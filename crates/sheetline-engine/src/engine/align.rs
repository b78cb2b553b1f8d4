//! Column alignment: laying key/value records out against a header row.
//!
//! The header row fixes output order and width. For every record, position
//! `j` of the output row holds the value whose key equals `header[j]`, or the
//! empty-string sentinel when no key matches. Header labels are indexed once
//! per call; when a label repeats, the first column carrying it wins.

use std::collections::HashMap;
use tracing::debug;

use super::style::{StyleSpec, StyledCell, StyledRow};
use super::value::{CellValue, InputRecord};
use crate::error::{EngineError, Result};

/// A row laid out in header order, as wide as the header.
pub type AlignedRow = Vec<CellValue>;

/// Header row indexed by label.
#[derive(Clone, Debug)]
pub struct ColumnAligner {
    width: usize,
    positions: HashMap<String, usize>,
}

impl ColumnAligner {
    /// Index `header` for alignment. Fails when the header has no columns.
    pub fn new<L: ToString>(header: &[L]) -> Result<Self> {
        if header.is_empty() {
            return Err(EngineError::NoColumns);
        }
        let mut positions = HashMap::with_capacity(header.len());
        for (col, label) in header.iter().enumerate() {
            positions.entry(label.to_string()).or_insert(col);
        }
        Ok(ColumnAligner {
            width: header.len(),
            positions,
        })
    }

    pub fn width(&self) -> usize {
        self.width
    }

    /// Align one record; returns the row and whether any key matched.
    fn align_record(&self, record: &InputRecord) -> (AlignedRow, bool) {
        let mut row = vec![CellValue::empty(); self.width];
        let mut matched = false;
        for (key, value) in record {
            if let Some(&col) = self.positions.get(key) {
                row[col] = value.clone();
                matched = true;
            }
        }
        (row, matched)
    }

    /// Align every record into plain scalar rows.
    ///
    /// Records matching nothing still produce an all-empty row; only a batch
    /// in which no key matches any header label is rejected.
    pub fn align_for_update(&self, records: &[InputRecord]) -> Result<Vec<AlignedRow>> {
        let mut any_matched = false;
        let rows: Vec<AlignedRow> = records
            .iter()
            .map(|record| {
                let (row, matched) = self.align_record(record);
                any_matched |= matched;
                row
            })
            .collect();

        if !any_matched {
            return Err(EngineError::NoMatchingColumns);
        }
        debug!(rows = rows.len(), width = self.width, "aligned records");
        Ok(rows)
    }

    /// Align every record and wrap each cell with `style`.
    pub fn align_for_append(
        &self,
        records: &[InputRecord],
        style: &StyleSpec,
    ) -> Result<Vec<StyledRow>> {
        let rows = self.align_for_update(records)?;
        let format = style.cell_format();
        Ok(rows
            .into_iter()
            .map(|row| StyledRow {
                values: row
                    .into_iter()
                    .map(|value| StyledCell::new(value, format.clone()))
                    .collect(),
            })
            .collect())
    }
}

/// Align `records` against `header` into plain rows.
pub fn align_for_update<L: ToString>(
    records: &[InputRecord],
    header: &[L],
) -> Result<Vec<AlignedRow>> {
    ColumnAligner::new(header)?.align_for_update(records)
}

/// Align `records` against `header` into styled rows.
pub fn align_for_append<L: ToString>(
    records: &[InputRecord],
    header: &[L],
    style: &StyleSpec,
) -> Result<Vec<StyledRow>> {
    ColumnAligner::new(header)?.align_for_append(records, style)
}

#[cfg(test)]
mod tests {
    use super::*;

    fn record(pairs: &[(&str, &str)]) -> InputRecord {
        pairs
            .iter()
            .map(|(k, v)| (k.to_string(), CellValue::from(*v)))
            .collect()
    }

    #[test]
    fn test_duplicate_header_label_first_column_wins() {
        let rows = align_for_update(&[record(&[("a", "1")])], &["a", "b", "a"]).unwrap();
        assert_eq!(rows, vec![vec![CellValue::from("1"), CellValue::empty(), CellValue::empty()]]);
    }

    #[test]
    fn test_extra_keys_are_ignored() {
        let rows = align_for_update(&[record(&[("a", "1"), ("zzz", "2")])], &["a"]).unwrap();
        assert_eq!(rows, vec![vec![CellValue::from("1")]]);
    }

    #[test]
    fn test_empty_batch_has_nothing_to_match() {
        assert_eq!(
            align_for_update(&[], &["a"]),
            Err(EngineError::NoMatchingColumns)
        );
    }

    #[test]
    fn test_header_cells_are_compared_by_display() {
        let header = vec![CellValue::Number(2024.0), CellValue::from("name")];
        let rows = align_for_update(&[record(&[("2024", "x")])], &header).unwrap();
        assert_eq!(rows[0][0], CellValue::from("x"));
    }

    #[test]
    fn test_no_columns_checked_before_matching() {
        let header: Vec<String> = Vec::new();
        assert_eq!(
            align_for_append(&[record(&[("a", "1")])], &header, &StyleSpec::default()),
            Err(EngineError::NoColumns)
        );
    }
}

++++++

= Task to carry out =
Go through the records. Copy each line where "InputRecord" appears.

= Solution to this task =
use super::value::{CellValue, InputRecord};
    fn align_record(&self, record: &InputRecord) -> (AlignedRow, bool) {
    pub fn align_for_update(&self, records: &[InputRecord]) -> Result<Vec<AlignedRow>> {
        records: &[InputRecord],
    records: &[InputRecord],
    records: &[InputRecord],
    fn record(pairs: &[(&str, &str)]) -> InputRecord {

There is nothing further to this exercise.